Segment Start: DATA TO USE

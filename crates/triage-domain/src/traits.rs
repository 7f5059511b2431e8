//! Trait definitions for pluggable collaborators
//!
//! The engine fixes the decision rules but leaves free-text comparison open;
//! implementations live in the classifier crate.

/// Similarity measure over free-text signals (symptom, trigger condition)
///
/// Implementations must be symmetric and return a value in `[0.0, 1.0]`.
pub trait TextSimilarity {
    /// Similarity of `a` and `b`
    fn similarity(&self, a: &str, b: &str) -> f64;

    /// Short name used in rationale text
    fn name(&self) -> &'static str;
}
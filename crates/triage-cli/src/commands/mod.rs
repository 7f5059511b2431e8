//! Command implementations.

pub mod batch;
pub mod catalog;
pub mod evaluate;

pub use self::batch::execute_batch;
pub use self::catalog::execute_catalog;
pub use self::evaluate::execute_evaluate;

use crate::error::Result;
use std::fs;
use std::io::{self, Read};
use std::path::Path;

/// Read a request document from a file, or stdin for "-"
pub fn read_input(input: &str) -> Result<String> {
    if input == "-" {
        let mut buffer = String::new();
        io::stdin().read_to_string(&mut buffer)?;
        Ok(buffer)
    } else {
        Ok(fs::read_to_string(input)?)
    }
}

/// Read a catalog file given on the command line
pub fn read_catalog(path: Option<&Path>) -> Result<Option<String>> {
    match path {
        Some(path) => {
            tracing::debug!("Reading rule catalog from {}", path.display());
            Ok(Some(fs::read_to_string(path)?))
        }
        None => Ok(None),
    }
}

Segment End: DATA TO USE

▶ [PROBLEM DETAILS]
Give back exactly the lines from the first line of the records through the line holding "filename crates/triage-cli/src/commands/mod.rs", including both of those lines and leaving out all others.

▶ [THE COMPLETED TASK]
filename crates/triage-domain/src/traits.rs
repository 7f5059511b2431e8
//! Trait definitions for pluggable collaborators
//!
//! The engine fixes the decision rules but leaves free-text comparison open;
//! implementations live in the classifier crate.

/// Similarity measure over free-text signals (symptom, trigger condition)
///
/// Implementations must be symmetric and return a value in `[0.0, 1.0]`.
pub trait TextSimilarity {
    /// Similarity of `a` and `b`
    fn similarity(&self, a: &str, b: &str) -> f64;

    /// Short name used in rationale text
    fn name(&self) -> &'static str;
}
filename crates/triage-cli/src/commands/mod.rs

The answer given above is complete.